# ABOUT THIS TASK:
Please filter the entries and return only the lines that include "every".

# SOURCE RECORDS:
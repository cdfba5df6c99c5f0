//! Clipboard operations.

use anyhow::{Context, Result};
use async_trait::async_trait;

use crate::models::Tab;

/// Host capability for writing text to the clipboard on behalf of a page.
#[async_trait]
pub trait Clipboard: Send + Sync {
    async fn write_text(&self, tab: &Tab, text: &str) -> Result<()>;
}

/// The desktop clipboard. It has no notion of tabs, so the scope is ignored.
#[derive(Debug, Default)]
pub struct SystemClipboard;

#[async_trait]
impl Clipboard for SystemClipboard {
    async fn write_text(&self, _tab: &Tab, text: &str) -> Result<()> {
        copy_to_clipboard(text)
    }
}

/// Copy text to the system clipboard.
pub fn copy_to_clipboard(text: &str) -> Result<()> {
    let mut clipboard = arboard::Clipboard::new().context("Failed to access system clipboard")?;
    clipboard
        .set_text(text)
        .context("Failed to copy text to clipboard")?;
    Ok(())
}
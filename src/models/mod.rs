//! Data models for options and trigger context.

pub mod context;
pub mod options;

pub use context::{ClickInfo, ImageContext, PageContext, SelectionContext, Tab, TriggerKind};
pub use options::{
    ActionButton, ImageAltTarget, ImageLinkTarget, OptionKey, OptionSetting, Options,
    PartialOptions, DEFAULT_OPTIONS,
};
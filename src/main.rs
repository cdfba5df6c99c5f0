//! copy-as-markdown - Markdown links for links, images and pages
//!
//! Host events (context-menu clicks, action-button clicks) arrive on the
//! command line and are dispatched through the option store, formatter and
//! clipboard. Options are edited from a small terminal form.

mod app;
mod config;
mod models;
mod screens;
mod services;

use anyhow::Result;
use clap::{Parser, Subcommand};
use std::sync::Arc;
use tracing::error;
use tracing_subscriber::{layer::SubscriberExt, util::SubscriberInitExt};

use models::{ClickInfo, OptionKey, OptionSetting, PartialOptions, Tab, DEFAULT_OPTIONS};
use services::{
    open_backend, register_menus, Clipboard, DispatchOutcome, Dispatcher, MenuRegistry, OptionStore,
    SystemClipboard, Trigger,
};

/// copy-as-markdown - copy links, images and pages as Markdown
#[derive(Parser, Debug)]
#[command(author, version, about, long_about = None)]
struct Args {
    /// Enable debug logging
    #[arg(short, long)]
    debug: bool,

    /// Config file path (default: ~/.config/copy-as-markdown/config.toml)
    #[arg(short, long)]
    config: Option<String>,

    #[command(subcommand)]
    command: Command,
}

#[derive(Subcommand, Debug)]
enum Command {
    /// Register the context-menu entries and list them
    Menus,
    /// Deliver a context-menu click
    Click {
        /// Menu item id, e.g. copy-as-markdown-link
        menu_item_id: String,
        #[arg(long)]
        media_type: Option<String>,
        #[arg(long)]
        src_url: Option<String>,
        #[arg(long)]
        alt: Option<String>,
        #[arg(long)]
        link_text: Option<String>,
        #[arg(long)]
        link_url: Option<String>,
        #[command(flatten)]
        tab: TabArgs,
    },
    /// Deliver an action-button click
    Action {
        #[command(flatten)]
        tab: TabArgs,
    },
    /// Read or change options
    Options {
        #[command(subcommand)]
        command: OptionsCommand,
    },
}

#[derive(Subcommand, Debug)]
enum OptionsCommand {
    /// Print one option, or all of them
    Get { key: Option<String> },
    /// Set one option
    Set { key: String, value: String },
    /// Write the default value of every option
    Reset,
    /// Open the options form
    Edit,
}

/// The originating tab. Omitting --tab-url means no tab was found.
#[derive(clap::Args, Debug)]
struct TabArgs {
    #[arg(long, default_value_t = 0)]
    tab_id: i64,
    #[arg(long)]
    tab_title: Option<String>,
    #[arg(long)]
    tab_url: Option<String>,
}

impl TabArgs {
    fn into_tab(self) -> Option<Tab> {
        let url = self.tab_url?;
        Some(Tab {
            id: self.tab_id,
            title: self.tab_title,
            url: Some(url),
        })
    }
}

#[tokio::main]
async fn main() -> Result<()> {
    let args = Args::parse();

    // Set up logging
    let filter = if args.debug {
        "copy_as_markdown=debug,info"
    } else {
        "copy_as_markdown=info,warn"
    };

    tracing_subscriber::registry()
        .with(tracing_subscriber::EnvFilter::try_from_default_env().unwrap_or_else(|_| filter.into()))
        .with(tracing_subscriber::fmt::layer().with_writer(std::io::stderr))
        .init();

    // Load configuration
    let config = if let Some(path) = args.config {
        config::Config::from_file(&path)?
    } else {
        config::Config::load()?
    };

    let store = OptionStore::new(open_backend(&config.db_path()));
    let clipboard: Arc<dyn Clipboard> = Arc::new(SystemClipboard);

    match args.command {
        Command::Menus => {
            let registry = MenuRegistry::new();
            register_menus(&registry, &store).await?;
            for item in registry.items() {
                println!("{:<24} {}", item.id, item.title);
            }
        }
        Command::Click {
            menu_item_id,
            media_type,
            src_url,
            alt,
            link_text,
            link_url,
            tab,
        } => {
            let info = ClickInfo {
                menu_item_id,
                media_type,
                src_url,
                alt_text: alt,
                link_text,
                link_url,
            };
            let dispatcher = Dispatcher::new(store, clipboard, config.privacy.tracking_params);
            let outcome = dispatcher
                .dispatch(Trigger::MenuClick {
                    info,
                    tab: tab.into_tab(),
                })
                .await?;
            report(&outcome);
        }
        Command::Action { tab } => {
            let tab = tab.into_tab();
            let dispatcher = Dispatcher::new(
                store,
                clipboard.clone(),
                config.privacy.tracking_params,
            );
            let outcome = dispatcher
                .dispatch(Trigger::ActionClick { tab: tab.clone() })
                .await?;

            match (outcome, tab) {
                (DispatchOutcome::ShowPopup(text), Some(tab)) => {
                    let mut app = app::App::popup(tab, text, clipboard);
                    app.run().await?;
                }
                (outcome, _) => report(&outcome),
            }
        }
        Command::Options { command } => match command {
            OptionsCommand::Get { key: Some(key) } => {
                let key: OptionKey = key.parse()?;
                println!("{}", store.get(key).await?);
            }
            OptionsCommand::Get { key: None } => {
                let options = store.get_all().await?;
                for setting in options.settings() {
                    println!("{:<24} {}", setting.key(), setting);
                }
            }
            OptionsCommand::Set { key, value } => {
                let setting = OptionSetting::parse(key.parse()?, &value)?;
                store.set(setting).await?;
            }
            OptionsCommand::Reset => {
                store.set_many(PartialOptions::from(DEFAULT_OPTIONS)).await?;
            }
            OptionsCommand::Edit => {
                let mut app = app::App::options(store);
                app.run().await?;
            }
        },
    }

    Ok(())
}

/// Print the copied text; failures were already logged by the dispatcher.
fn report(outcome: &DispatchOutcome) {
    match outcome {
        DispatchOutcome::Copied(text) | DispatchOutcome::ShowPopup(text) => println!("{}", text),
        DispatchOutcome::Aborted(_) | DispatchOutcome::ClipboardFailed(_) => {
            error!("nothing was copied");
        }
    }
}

...

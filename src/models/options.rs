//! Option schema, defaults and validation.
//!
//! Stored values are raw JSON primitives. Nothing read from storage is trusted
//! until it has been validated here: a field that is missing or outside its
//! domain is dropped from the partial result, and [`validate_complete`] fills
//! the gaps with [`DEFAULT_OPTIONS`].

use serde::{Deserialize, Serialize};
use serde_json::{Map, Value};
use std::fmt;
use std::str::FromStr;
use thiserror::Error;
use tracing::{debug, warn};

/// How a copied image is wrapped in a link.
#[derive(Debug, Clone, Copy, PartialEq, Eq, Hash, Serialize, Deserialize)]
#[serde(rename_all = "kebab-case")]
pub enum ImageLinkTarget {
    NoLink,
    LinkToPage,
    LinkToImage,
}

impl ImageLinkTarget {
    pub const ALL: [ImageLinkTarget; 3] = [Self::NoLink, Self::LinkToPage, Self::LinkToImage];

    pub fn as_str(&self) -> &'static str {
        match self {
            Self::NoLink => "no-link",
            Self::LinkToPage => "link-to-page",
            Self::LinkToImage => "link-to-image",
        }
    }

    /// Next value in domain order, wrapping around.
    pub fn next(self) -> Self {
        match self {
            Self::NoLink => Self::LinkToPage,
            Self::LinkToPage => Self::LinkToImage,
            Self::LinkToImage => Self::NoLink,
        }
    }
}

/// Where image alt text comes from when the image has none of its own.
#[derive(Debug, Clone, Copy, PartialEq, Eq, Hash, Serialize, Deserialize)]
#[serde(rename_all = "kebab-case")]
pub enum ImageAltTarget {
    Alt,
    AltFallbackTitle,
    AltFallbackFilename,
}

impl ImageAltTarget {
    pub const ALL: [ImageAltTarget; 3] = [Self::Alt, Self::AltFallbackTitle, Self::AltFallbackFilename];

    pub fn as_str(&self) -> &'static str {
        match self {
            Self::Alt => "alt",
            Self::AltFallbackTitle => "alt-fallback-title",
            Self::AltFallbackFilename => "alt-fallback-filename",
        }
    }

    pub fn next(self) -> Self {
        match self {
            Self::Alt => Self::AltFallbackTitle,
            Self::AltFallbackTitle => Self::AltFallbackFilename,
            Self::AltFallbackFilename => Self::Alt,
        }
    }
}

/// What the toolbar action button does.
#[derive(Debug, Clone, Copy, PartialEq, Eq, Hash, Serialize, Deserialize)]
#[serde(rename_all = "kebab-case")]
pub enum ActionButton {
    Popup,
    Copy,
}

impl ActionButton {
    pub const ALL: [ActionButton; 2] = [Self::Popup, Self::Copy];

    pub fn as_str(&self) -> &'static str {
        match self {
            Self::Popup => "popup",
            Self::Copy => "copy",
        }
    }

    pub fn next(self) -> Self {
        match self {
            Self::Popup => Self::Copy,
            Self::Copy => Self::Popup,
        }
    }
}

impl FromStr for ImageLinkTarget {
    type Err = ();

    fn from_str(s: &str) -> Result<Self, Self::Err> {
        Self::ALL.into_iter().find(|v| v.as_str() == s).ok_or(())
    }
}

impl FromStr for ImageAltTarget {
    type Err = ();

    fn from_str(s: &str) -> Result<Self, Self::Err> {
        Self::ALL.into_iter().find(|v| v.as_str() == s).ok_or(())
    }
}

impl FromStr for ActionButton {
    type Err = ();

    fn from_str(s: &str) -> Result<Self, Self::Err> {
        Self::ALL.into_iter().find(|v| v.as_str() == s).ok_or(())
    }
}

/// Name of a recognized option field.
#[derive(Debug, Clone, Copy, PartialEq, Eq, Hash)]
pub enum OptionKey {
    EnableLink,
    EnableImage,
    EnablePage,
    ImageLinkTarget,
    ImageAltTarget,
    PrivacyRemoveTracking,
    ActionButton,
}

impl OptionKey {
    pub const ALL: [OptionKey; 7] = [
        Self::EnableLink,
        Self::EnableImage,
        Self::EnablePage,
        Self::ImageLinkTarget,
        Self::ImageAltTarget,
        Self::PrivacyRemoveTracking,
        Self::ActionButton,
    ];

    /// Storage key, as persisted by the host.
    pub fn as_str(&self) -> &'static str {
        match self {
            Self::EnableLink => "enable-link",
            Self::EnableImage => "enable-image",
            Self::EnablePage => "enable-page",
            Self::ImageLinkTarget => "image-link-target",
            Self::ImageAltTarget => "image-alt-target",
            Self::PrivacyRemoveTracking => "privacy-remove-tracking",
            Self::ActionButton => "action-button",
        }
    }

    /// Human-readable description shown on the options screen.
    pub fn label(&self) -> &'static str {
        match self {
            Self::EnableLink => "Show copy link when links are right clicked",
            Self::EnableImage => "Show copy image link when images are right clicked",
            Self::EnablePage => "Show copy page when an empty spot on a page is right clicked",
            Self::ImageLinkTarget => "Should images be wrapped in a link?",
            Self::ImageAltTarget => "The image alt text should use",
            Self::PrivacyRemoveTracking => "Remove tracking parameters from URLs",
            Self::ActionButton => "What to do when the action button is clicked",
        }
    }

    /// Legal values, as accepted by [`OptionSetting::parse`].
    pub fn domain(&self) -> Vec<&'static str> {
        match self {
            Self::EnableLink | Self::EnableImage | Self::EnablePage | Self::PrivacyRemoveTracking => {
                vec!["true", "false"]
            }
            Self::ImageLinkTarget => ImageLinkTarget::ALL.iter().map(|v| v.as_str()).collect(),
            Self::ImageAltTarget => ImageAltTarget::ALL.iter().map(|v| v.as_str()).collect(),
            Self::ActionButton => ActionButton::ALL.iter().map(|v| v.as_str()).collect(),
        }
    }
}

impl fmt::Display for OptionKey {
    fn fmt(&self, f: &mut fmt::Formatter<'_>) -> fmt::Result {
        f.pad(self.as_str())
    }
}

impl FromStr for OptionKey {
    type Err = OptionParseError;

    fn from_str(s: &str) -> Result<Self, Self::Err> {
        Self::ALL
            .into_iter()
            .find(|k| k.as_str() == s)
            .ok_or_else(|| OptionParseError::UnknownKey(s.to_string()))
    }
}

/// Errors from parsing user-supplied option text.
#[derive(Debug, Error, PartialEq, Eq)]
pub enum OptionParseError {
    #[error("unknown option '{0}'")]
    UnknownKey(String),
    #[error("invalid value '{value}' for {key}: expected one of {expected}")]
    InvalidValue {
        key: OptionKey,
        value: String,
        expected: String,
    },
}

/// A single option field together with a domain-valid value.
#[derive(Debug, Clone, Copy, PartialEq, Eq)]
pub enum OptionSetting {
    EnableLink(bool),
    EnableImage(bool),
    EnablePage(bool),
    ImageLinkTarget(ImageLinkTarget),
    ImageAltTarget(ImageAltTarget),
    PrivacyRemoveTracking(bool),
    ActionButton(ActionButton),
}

* * *

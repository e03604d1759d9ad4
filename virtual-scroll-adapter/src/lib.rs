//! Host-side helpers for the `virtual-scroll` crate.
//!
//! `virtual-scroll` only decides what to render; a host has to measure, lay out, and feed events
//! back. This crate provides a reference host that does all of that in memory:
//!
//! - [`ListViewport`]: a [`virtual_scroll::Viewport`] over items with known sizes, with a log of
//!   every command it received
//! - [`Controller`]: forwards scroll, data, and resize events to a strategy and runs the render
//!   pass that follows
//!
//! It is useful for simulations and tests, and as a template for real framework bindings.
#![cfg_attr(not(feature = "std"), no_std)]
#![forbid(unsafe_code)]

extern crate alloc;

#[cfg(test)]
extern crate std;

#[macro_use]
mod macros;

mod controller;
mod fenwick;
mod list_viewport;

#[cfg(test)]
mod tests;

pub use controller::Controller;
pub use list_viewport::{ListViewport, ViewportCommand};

# WRITTEN SOLUTION:
    /// Write the default value of every option
//!   every command it received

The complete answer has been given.